• Activity:
Please retype each record exactly as it stands below.

• Extracted entries:
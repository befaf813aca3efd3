/// 日志工具模块
///
/// 提供日志初始化、进度渲染和敏感信息截断的辅助函数
use tracing::info;

/// 敏感值日志显示的最大长度（超出则只保留首尾各一半）
const SECRET_DISPLAY_LEN: usize = 30;

/// 进度条宽度（字符数）
const PROGRESS_BAR_WIDTH: usize = 30;

/// 初始化全局日志输出
///
/// 默认级别 info，可通过 RUST_LOG 环境变量覆盖
pub fn init() {
    let env_filter = tracing_subscriber::EnvFilter::try_from_default_env()
        .unwrap_or_else(|_| tracing_subscriber::EnvFilter::new("info"));

    tracing_subscriber::fmt()
        .with_env_filter(env_filter)
        .with_target(false)
        .init();
}

/// 记录程序启动信息
///
/// # 参数
/// - `max_workers`: 最大并发数
pub fn log_startup(max_workers: usize) {
    info!("{}", "=".repeat(60));
    info!("🚀 程序启动 - 批量账号登录模式");
    info!("📊 最大并发数: {}", max_workers);
    info!("{}", "=".repeat(60));
}

/// 记录账号加载信息
///
/// # 参数
/// - `total`: 有效账号总数
/// - `max_workers`: 最大并发数
pub fn log_accounts_loaded(total: usize, max_workers: usize) {
    info!("✓ 找到 {} 个待处理的账号", total);
    info!("📋 最多同时处理 {} 个账号\n", max_workers);
}

/// 记录批量处理进度
///
/// 每写入一条结果后调用一次
///
/// # 参数
/// - `total`: 账号总数
/// - `succeeded`: 已成功数
/// - `failed`: 已失败数
/// - `in_progress`: 处理中数量
pub fn log_progress(total: usize, succeeded: usize, failed: usize, in_progress: usize) {
    let done = succeeded + failed;
    let percent = if total > 0 {
        done as f64 / total as f64 * 100.0
    } else {
        0.0
    };
    info!(
        "📈 进度 [{:<width$}] {:.1}% ({}/{})",
        render_bar(done, total),
        percent,
        done,
        total,
        width = PROGRESS_BAR_WIDTH
    );
    info!(
        "   ■ 成功: {}  □ 失败: {}  ⏳ 处理中: {}",
        succeeded, failed, in_progress
    );
}

/// 打印最终统计信息
///
/// # 参数
/// - `succeeded`: 成功数量
/// - `failed`: 失败数量
/// - `total`: 总数
/// - `success_file`: 成功结果文件路径
/// - `fail_file`: 失败结果文件路径
pub fn print_final_stats(
    succeeded: usize,
    failed: usize,
    total: usize,
    success_file: &str,
    fail_file: &str,
) {
    info!("\n{}", "=".repeat(60));
    info!("📊 批量登录完成统计");
    info!(
        "完成时间: {}",
        chrono::Local::now().format("%Y-%m-%d %H:%M:%S")
    );
    info!("{}", "=".repeat(60));
    info!("✅ 成功: {}/{}", succeeded, total);
    info!("❌ 失败: {}", failed);
    let rate = if total > 0 {
        succeeded as f64 / total as f64 * 100.0
    } else {
        0.0
    };
    info!("📈 成功率: {:.2}%", rate);
    info!("{}", "=".repeat(60));
    info!("成功结果已保存至: {}", success_file);
    info!("失败结果已保存至: {}", fail_file);
}

/// 截断敏感值用于日志显示
///
/// 超过 30 字符时只保留首尾各 15 字符，避免完整 token / cookie 进入日志
///
/// # 参数
/// - `value`: 原始值
///
/// # 返回
/// 返回截断后的文本
pub fn truncate_secret(value: &str) -> String {
    let chars: Vec<char> = value.chars().collect();
    if chars.len() <= SECRET_DISPLAY_LEN {
        return value.to_string();
    }
    let half = SECRET_DISPLAY_LEN / 2;
    let head: String = chars[..half].iter().collect();
    let tail: String = chars[chars.len() - half..].iter().collect();
    format!("{}...{}", head, tail)
}

/// 渲染进度条填充部分
fn render_bar(done: usize, total: usize) -> String {
    let filled = if total > 0 {
        (done * PROGRESS_BAR_WIDTH) / total
    } else {
        0
    };
    "█".repeat(filled.min(PROGRESS_BAR_WIDTH))
}

#[cfg(test)]
mod tests {
    use super::*;

    #[test]
    fn test_truncate_secret_short_value_unchanged() {
        assert_eq!(truncate_secret("abc"), "abc");
        let exactly_30 = "a".repeat(30);
        assert_eq!(truncate_secret(&exactly_30), exactly_30);
    }

    #[test]
    fn test_truncate_secret_long_value_keeps_head_and_tail() {
        let value = "0123456789abcdefghijklmnopqrstuvwxyz";
        let out = truncate_secret(value);
        assert_eq!(out, "0123456789abcde...lmnopqrstuvwxyz");
        assert_eq!(out.chars().count(), 33);
    }

    #[test]
    fn test_render_bar_proportions() {
        assert_eq!(render_bar(0, 10), "");
        assert_eq!(render_bar(5, 10), "█".repeat(15));
        assert_eq!(render_bar(10, 10), "█".repeat(30));
        // 总数为 0 时不渲染
        assert_eq!(render_bar(0, 0), "");
    }
}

• Your response:
repository befaf813aca3efd3
/// 日志工具模块
///
/// 提供日志初始化、进度渲染和敏感信息截断的辅助函数
use tracing::info;

/// 敏感值日志显示的最大长度（超出则只保留首尾各一半）
const SECRET_DISPLAY_LEN: usize = 30;

/// 进度条宽度（字符数）
const PROGRESS_BAR_WIDTH: usize = 30;

/// 初始化全局日志输出
///
/// 默认级别 info，可通过 RUST_LOG 环境变量覆盖
pub fn init() {
    let env_filter = tracing_subscriber::EnvFilter::try_from_default_env()
        .unwrap_or_else(|_| tracing_subscriber::EnvFilter::new("info"));

    tracing_subscriber::fmt()
        .with_env_filter(env_filter)
        .with_target(false)
        .init();
}

/// 记录程序启动信息
///
/// # 参数
/// - `max_workers`: 最大并发数
pub fn log_startup(max_workers: usize) {
    info!("{}", "=".repeat(60));
    info!("🚀 程序启动 - 批量账号登录模式");
    info!("📊 最大并发数: {}", max_workers);
    info!("{}", "=".repeat(60));
}

/// 记录账号加载信息
///
/// # 参数
/// - `total`: 有效账号总数
/// - `max_workers`: 最大并发数
pub fn log_accounts_loaded(total: usize, max_workers: usize) {
    info!("✓ 找到 {} 个待处理的账号", total);
    info!("📋 最多同时处理 {} 个账号\n", max_workers);
}

/// 记录批量处理进度
///
/// 每写入一条结果后调用一次
///
/// # 参数
/// - `total`: 账号总数
/// - `succeeded`: 已成功数
/// - `failed`: 已失败数
/// - `in_progress`: 处理中数量
pub fn log_progress(total: usize, succeeded: usize, failed: usize, in_progress: usize) {
    let done = succeeded + failed;
    let percent = if total > 0 {
        done as f64 / total as f64 * 100.0
    } else {
        0.0
    };
    info!(
        "📈 进度 [{:<width$}] {:.1}% ({}/{})",
        render_bar(done, total),
        percent,
        done,
        total,
        width = PROGRESS_BAR_WIDTH
    );
    info!(
        "   ■ 成功: {}  □ 失败: {}  ⏳ 处理中: {}",
        succeeded, failed, in_progress
    );
}

/// 打印最终统计信息
///
/// # 参数
/// - `succeeded`: 成功数量
/// - `failed`: 失败数量
/// - `total`: 总数
/// - `success_file`: 成功结果文件路径
/// - `fail_file`: 失败结果文件路径
pub fn print_final_stats(
    succeeded: usize,
    failed: usize,
    total: usize,
    success_file: &str,
    fail_file: &str,
) {
    info!("\n{}", "=".repeat(60));
    info!("📊 批量登录完成统计");
    info!(
        "完成时间: {}",
        chrono::Local::now().format("%Y-%m-%d %H:%M:%S")
    );
    info!("{}", "=".repeat(60));
    info!("✅ 成功: {}/{}", succeeded, total);
    info!("❌ 失败: {}", failed);
    let rate = if total > 0 {
        succeeded as f64 / total as f64 * 100.0
    } else {
        0.0
    };
    info!("📈 成功率: {:.2}%", rate);
    info!("{}", "=".repeat(60));
    info!("成功结果已保存至: {}", success_file);
    info!("失败结果已保存至: {}", fail_file);
}

/// 截断敏感值用于日志显示
///
/// 超过 30 字符时只保留首尾各 15 字符，避免完整 token / cookie 进入日志
///
/// # 参数
/// - `value`: 原始值
///
/// # 返回
/// 返回截断后的文本
pub fn truncate_secret(value: &str) -> String {
    let chars: Vec<char> = value.chars().collect();
    if chars.len() <= SECRET_DISPLAY_LEN {
        return value.to_string();
    }
    let half = SECRET_DISPLAY_LEN / 2;
    let head: String = chars[..half].iter().collect();
    let tail: String = chars[chars.len() - half..].iter().collect();
    format!("{}...{}", head, tail)
}

/// 渲染进度条填充部分
fn render_bar(done: usize, total: usize) -> String {
    let filled = if total > 0 {
        (done * PROGRESS_BAR_WIDTH) / total
    } else {
        0
    };
    "█".repeat(filled.min(PROGRESS_BAR_WIDTH))
}

#[cfg(test)]
mod tests {
    use super::*;

    #[test]
    fn test_truncate_secret_short_value_unchanged() {
        assert_eq!(truncate_secret("abc"), "abc");
        let exactly_30 = "a".repeat(30);
        assert_eq!(truncate_secret(&exactly_30), exactly_30);
    }

    #[test]
    fn test_truncate_secret_long_value_keeps_head_and_tail() {
        let value = "0123456789abcdefghijklmnopqrstuvwxyz";
        let out = truncate_secret(value);
        assert_eq!(out, "0123456789abcde...lmnopqrstuvwxyz");
        assert_eq!(out.chars().count(), 33);
    }

    #[test]
    fn test_render_bar_proportions() {
        assert_eq!(render_bar(0, 10), "");
        assert_eq!(render_bar(5, 10), "█".repeat(15));
        assert_eq!(render_bar(10, 10), "█".repeat(30));
        // 总数为 0 时不渲染
        assert_eq!(render_bar(0, 0), "");
    }
}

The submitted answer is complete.